Su primera batería se la hizo con una caja de galletas de mantequilla. De hojalata, rellena de canicas. Carlos es como un cirujano de la música. Michael Jackson es uno de sus artistas favoritos. Desde que iba al cole. Llegó a pasar 8 horas en una peluquería con 13 años desrizándose el pelo. Tenía la habitación llena de fotos del artista. Estaba todo el día imitándole. Sus hijos con su música se quedan ahora hipnotizados con la voz y el baile.

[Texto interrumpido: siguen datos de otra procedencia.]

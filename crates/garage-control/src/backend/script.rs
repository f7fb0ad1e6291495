//! Script-driven interior.
//!
//! Each action runs `<scriptdir>/<action> <node-id>`. Only actions whose
//! script exists are advertised. A zero exit reports the state the action
//! settles to; `key: value` lines on stdout are reported as a status map;
//! a non-zero exit is reported as an error.

use std::path::PathBuf;
use std::process::Stdio;

use garage_core::NodeId;
use serde_json::{Map, Value};
use tokio::process::Command;

use crate::config::BackendConfig;
use crate::error::{ControlError, Result};
use crate::interior::{Capabilities, Interior, Monitor};
use crate::lifecycle::Action;
use crate::types::ActionOptions;

/// Registry key of this backend.
pub const KIND: &str = "script";

/// Interior that shells out to per-action scripts.
#[derive(Debug)]
pub struct ScriptInterior {
    node: NodeId,
    scriptdir: PathBuf,
    workdir: Option<PathBuf>,
    env: Vec<(String, String)>,
    capabilities: Capabilities,
    monitor: Monitor,
}

impl ScriptInterior {
    /// Registry factory.
    ///
    /// # Errors
    ///
    /// Returns `ControlError::Interior` if the cluster has no script directory.
    pub fn create(
        node: &NodeId,
        config: &BackendConfig,
        monitor: Monitor,
    ) -> Result<Box<dyn Interior>> {
        Ok(Box::new(Self::new(node, config, monitor)?))
    }

    /// Create an interior for `node`.
    ///
    /// # Errors
    ///
    /// Returns `ControlError::Interior` if the cluster has no script directory.
    pub fn new(node: &NodeId, config: &BackendConfig, monitor: Monitor) -> Result<Self> {
        let scriptdir = config.scriptdir.clone().ok_or_else(|| ControlError::Interior {
            node: node.clone(),
            message: "no script directory configured".to_string(),
        })?;

        let capabilities = Action::ALL
            .into_iter()
            .filter(|action| scriptdir.join(action.as_str()).is_file())
            .collect();

        let mut env: Vec<(String, String)> = config
            .env
            .iter()
            .map(|(k, v)| (k.clone(), v.clone()))
            .collect();
        env.push(("CLUSTER_NAME".into(), config.cluster.to_string()));
        if let Some(base) = &config.basedir {
            env.push(("CLUSTER_BASE".into(), base.display().to_string()));
        }
        if let Some(workdir) = &config.workdir {
            env.push(("CLUSTER_WORKDIR".into(), workdir.display().to_string()));
        }
        env.push(("CLUSTER_SCRIPTS_DIR".into(), scriptdir.display().to_string()));
        env.push(("NODE_ID".into(), node.to_string()));

        tracing::debug!(node = %node, scriptdir = %scriptdir.display(), ?capabilities, "Script interior created");

        Ok(Self {
            node: node.clone(),
            scriptdir,
            workdir: config.workdir.clone(),
            env,
            capabilities,
            monitor,
        })
    }

    fn command(&self, action: Action, opts: &ActionOptions) -> Command {
        let mut cmd = Command::new(self.scriptdir.join(action.as_str()));
        cmd.arg(self.node.as_str())
            .envs(self.env.iter().map(|(k, v)| (k.as_str(), v.as_str())))
            .stdin(Stdio::null())
            .stdout(Stdio::piped())
            .stderr(Stdio::piped());
        if let Some(dir) = &self.workdir {
            cmd.current_dir(dir);
        }
        if opts.clean {
            cmd.env("NODE_CLEAN", "1");
        }
        if opts.force {
            cmd.env("NODE_FORCE", "1");
        }
        cmd
    }
}

impl Interior for ScriptInterior {
    fn capabilities(&self) -> Capabilities {
        self.capabilities
    }

    fn invoke(&mut self, action: Action, opts: &ActionOptions) {
        let mut cmd = self.command(action, opts);
        let monitor = self.monitor.clone();
        let node = self.node.clone();

        tokio::spawn(async move {
            tracing::debug!(node = %node, %action, "Running script");
            match cmd.output().await {
                Ok(output) if output.status.success() => {
                    let status = parse_status(&String::from_utf8_lossy(&output.stdout));
                    if action == Action::Status || !status.is_empty() {
                        monitor.status(Value::Object(status));
                    }
                    if let Some(state) = action.settles_to() {
                        monitor.state(state);
                    }
                }
                Ok(output) => {
                    let stderr = String::from_utf8_lossy(&output.stderr);
                    monitor.error(format!(
                        "{action} script {}: {}",
                        output.status,
                        stderr.trim()
                    ));
                }
                Err(e) => monitor.error(format!("{action} script failed to run: {e}")),
            }
        });
    }
}

/// Parse `key: value` lines into a map. Lines without a colon or with an
/// empty key are skipped.
#[must_use]
pub fn parse_status(stdout: &str) -> Map<String, Value> {
    stdout
        .lines()
        .filter_map(|line| line.split_once(':'))
        .map(|(k, v)| (k.trim(), v.trim()))
        .filter(|(k, _)| !k.is_empty())
        .map(|(k, v)| (k.to_string(), Value::String(v.to_string())))
        .collect()
}
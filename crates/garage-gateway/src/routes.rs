//! Router configuration.
//!
//! This module sets up the Axum router with all routes and middleware.

use std::sync::Arc;

use axum::routing::{get, post};
use axum::Router;
use garage_core::VersionInfo;
use tower::ServiceBuilder;
use tower_http::limit::RequestBodyLimitLayer;
use tower_http::timeout::TimeoutLayer;
use tower_http::trace::TraceLayer;

use crate::handlers::{clusters, health, nodes};
use crate::state::GatewayState;

/// Create the gateway router with all routes and middleware.
///
/// Cluster and node routes live under the API prefix derived from the API
/// version (`/v1`).
///
/// # Routes
///
/// ## Server
/// - `GET /health` - Health check
/// - `GET /info` - Version metadata
/// - `POST /shutdown` - Acknowledge and exit
///
/// ## Clusters
/// - `GET /v1/clusters` - List clusters
/// - `POST /v1/clusters` - Add clusters from directories
/// - `POST /v1/clusters/reload` - Reload directory-backed clusters
/// - `POST /v1/clusters/:cluster/start` - Start nodes by id or range
/// - `POST /v1/clusters/:cluster/stop` - Stop listed nodes, or all
///
/// ## Nodes
/// - `GET /v1/clusters/:cluster/nodes` - List node states
/// - `GET /v1/clusters/:cluster/nodes/:node` - Node state
/// - `POST /v1/clusters/:cluster/nodes/:node/start` - Start node
/// - `POST /v1/clusters/:cluster/nodes/:node/stop` - Stop node
pub fn create_router(state: GatewayState) -> Router {
    // Extract config values before moving state
    let max_body_bytes = state.config.max_body_bytes;
    let request_timeout = state.config.request_timeout();

    let api_prefix = VersionInfo::current(health::SERVICE_NAME).api_prefix();
    let state = Arc::new(state);

    let api = Router::new()
        // Clusters
        .route(
            "/clusters",
            get(clusters::list_clusters).post(clusters::add_clusters),
        )
        .route("/clusters/reload", post(clusters::reload_clusters))
        .route("/clusters/:cluster/start", post(clusters::start_nodes))
        .route("/clusters/:cluster/stop", post(clusters::stop_nodes))
        // Nodes
        .route("/clusters/:cluster/nodes", get(nodes::list_nodes))
        .route("/clusters/:cluster/nodes/:node", get(nodes::get_node))
        .route("/clusters/:cluster/nodes/:node/start", post(nodes::start_node))
        .route("/clusters/:cluster/nodes/:node/stop", post(nodes::stop_node));

    Router::new()
        // Server
        .route("/health", get(health::health))
        .route("/info", get(health::info))
        .route("/shutdown", post(health::shutdown))
        .nest(&api_prefix, api)
        // Middleware
        .layer(
            ServiceBuilder::new()
                .layer(TraceLayer::new_for_http())
                .layer(RequestBodyLimitLayer::new(max_body_bytes))
                .layer(TimeoutLayer::new(request_timeout)),
        )
        .with_state(state)
}

#[cfg(test)]
mod tests {
    use super::*;
    use axum::http::StatusCode;
    use axum_test::TestServer;
    use garage_control::{
        Action, BackendConfig, ClusterManager, ClusterName, InteriorRegistry, SimulationConfig,
    };
    use serde_json::{json, Value};

    use crate::config::GatewayConfig;

    fn server_with(manager: Arc<ClusterManager>) -> (TestServer, GatewayState) {
        let state = GatewayState::new(manager, GatewayConfig::default());
        let server = TestServer::new(create_router(state.clone())).unwrap();
        (server, state)
    }

    fn simulated_manager(faults: &[(&str, Action)]) -> Arc<ClusterManager> {
        let manager = ClusterManager::new(Arc::new(InteriorRegistry::with_builtin()));
        let config = BackendConfig::new(ClusterName::new("lab").unwrap(), "simulated")
            .with_simulation(SimulationConfig {
                delay_ms: 1,
                faults: faults
                    .iter()
                    .map(|(id, action)| ((*id).to_string(), *action))
                    .collect(),
            });
        manager.register(config).unwrap();
        Arc::new(manager)
    }

    #[tokio::test]
    async fn health_and_info() {
        let (server, _) = server_with(simulated_manager(&[]));

        let health = server.get("/health").await;
        health.assert_status_ok();
        assert_eq!(health.json::<Value>()["status"], "healthy");

        let info = server.get("/info").await;
        info.assert_status_ok();
        assert_eq!(info.json::<Value>()["service"], "garage-server");
    }

    #[tokio::test]
    async fn list_clusters() {
        let (server, _) = server_with(simulated_manager(&[]));
        let response = server.get("/v1/clusters").await;
        response.assert_status_ok();
        assert_eq!(
            response.json::<Value>(),
            json!({"lab": {"name": "lab", "adapter": "container", "interior": "simulated"}})
        );
    }

    #[tokio::test]
    async fn unknown_cluster_is_404() {
        let (server, _) = server_with(simulated_manager(&[]));
        let response = server.get("/v1/clusters/ghost/nodes").await;
        response.assert_status(StatusCode::NOT_FOUND);
        assert_eq!(response.json::<Value>()["error"]["code"], "not_found");
    }

    #[tokio::test]
    async fn start_requires_ids() {
        let (server, _) = server_with(simulated_manager(&[]));
        let response = server
            .post("/v1/clusters/lab/start")
            .json(&json!({"options": {"clean": true}}))
            .await;
        response.assert_status(StatusCode::BAD_REQUEST);
    }

    #[tokio::test]
    async fn oversized_range_is_rejected() {
        let (server, _) = server_with(simulated_manager(&[]));
        let response = server
            .post("/v1/clusters/lab/start")
            .json(&json!({"ids": ["0-18446744073709551615"]}))
            .await;
        response.assert_status(StatusCode::BAD_REQUEST);
        assert!(server
            .get("/v1/clusters/lab/nodes")
            .await
            .json::<Value>()
            .as_object()
            .unwrap()
            .is_empty());
    }

    #[tokio::test]
    async fn add_requires_paths() {
        let (server, _) = server_with(simulated_manager(&[]));
        let response = server.post("/v1/clusters").json(&json!({})).await;
        response.assert_status(StatusCode::BAD_REQUEST);
    }

    #[tokio::test]
    async fn start_list_and_stop_nodes() {
        let (server, _) = server_with(simulated_manager(&[]));

        server
            .post("/v1/clusters/lab/start")
            .json(&json!({"ids": ["1", "2-3"]}))
            .await
            .assert_status(StatusCode::NO_CONTENT);

        let nodes = server.get("/v1/clusters/lab/nodes").await.json::<Value>();
        for id in ["1", "2", "3"] {
            assert_eq!(nodes[id]["state"], "RUNNING");
        }

        let fresh = server.get("/v1/clusters/lab/nodes/9").await;
        fresh.assert_status_ok();
        assert_eq!(fresh.json::<Value>(), json!({"state": "UNPROVISIONED"}));

        server
            .post("/v1/clusters/lab/nodes/2/stop")
            .await
            .assert_status(StatusCode::NO_CONTENT);
        let two = server.get("/v1/clusters/lab/nodes/2").await.json::<Value>();
        assert_ne!(two["state"], "RUNNING");

        server
            .post("/v1/clusters/lab/stop")
            .await
            .assert_status(StatusCode::NO_CONTENT);
    }

    #[tokio::test]
    async fn node_failure_is_bad_gateway() {
        let (server, _) = server_with(simulated_manager(&[("2", Action::Load)]));
        let response = server
            .post("/v1/clusters/lab/start")
            .json(&json!({"ids": ["1-2"]}))
            .await;
        response.assert_status(StatusCode::BAD_GATEWAY);
        assert_eq!(response.json::<Value>()["error"]["code"], "backend_error");

        let one = server.get("/v1/clusters/lab/nodes/1").await.json::<Value>();
        assert_eq!(one["state"], "RUNNING");
    }

    #[tokio::test]
    async fn add_and_reload_cluster_directory() {
        let dir = tempfile::tempdir().unwrap();
        std::fs::write(
            dir.path().join("cluster.yml"),
            "name: yard\ninterior: simulated\n",
        )
        .unwrap();
        let (server, _) = server_with(simulated_manager(&[]));

        let response = server
            .post("/v1/clusters")
            .json(&json!({"paths": [dir.path()]}))
            .await;
        response.assert_status(StatusCode::CREATED);
        assert_eq!(response.json::<Value>()[0]["name"], "yard");

        server
            .post("/v1/clusters/reload")
            .await
            .assert_status(StatusCode::NO_CONTENT);
        let clusters = server.get("/v1/clusters").await.json::<Value>();
        assert!(clusters.get("yard").is_some());
        assert!(clusters.get("lab").is_some());
    }

    #[tokio::test]
    async fn shutdown_notifies_server() {
        let (server, state) = server_with(simulated_manager(&[]));
        server
            .post("/shutdown")
            .await
            .assert_status(StatusCode::NO_CONTENT);
        tokio::time::timeout(std::time::Duration::from_secs(1), state.shutdown_requested())
            .await
            .unwrap();
    }
}
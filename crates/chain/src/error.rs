//! The transient/fatal split every chain access reports through.

use thiserror::Error;

/// Failure of a chain RPC interaction.
///
/// The split drives retry policy everywhere: [`Transient`] failures may be
/// retried with backoff up to a bounded budget, [`Fatal`] failures never
/// are (a reverted contract, an invalid proof or an insufficiently
/// confirmed deposit will not become valid by asking again).
///
/// [`Transient`]: ChainError::Transient
/// [`Fatal`]: ChainError::Fatal
#[derive(Debug, Clone, PartialEq, Eq, Error)]
pub enum ChainError {
    /// The endpoint misbehaved in a way that may heal: connection refused,
    /// timeout, rate limiting.
    #[error("transient chain failure: {0}")]
    Transient(String),

    /// The chain rejected the interaction itself: reverted execution,
    /// invalid call, malformed proof.
    #[error("fatal chain failure: {0}")]
    Fatal(String),
}

impl ChainError {
    /// Whether retrying can possibly help.
    pub const fn is_transient(&self) -> bool {
        matches!(self, Self::Transient(_))
    }
}

/// Convenience alias used throughout the chain-facing traits.
pub type ChainResult<T> = Result<T, ChainError>;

A Carlos, le han echado de 9 colegios. La música le hacía despistarse con el resto de asignaturas. Estudió en un colegio militar de la Marina y los pupitres le servían junto con sus compañeros para ensayar música militar. Le echaron de 9 colegios y en el décimo le cogieron porque tocaba la batería. Tocaba en misaAllí leyó una frase que le ha marcado desde entonces: “Entrar por la suya para salirte con la tuya”. Y eso es lo que hace. Disfrutar creando, componiendo y descubriendo gente nueva. Rosalía le marcó mucho cuando la escuchó por primera vez.

Carlos vive la música. La lleva dentro porque la música mueve y conmueve. Borja Sémper también es padre. Es un orgulloso padre que lleva la foto de sus hijos en el fondo de pantalla del móvil. La paternidad le recuerda a menudo que a sus padres les debe ser un chico de barrio con los pies en la Tierra.

Borja nació en la localidad guipuzcoana de Irun. De pequeño le llegaron a tirar piedras por ir a clase con la camiseta del Real Madrid. Es ese tipo que siempre está ahí escuchando. Borja es antes persona que político del PP. Entró en política deslumbrado por la figura de Gregorio Ordoñez, años después asesinado por ETA. Y en política sigue. Borja es inquieto. Escribe libros, lee poesía, escucha a Sabina, admira a Woody Allen y sueña con sentarse algún día a cenar con el expresidente Pepe Mujica.

Gran conversador; está orgulloso de su biblioteca. Se relaja con el deporte. Surfea en las aguas de ese mar Cantábrico que en ocasiones ruge frente al Peine del Viento en San Sebastián o el Kursaal. De ese mar que esparce su olor por las calles de la capital guipuzcoana.

Los primeros recuerdos de su niñez los asocia al aroma del café recién hecho por las mañanas en la cocina de sus padres. Y también al sonido de esa radio que su madre tenía siempre puesta. Hoy, ese sonido lo protagonizan ellos dos. Carlos y Borja.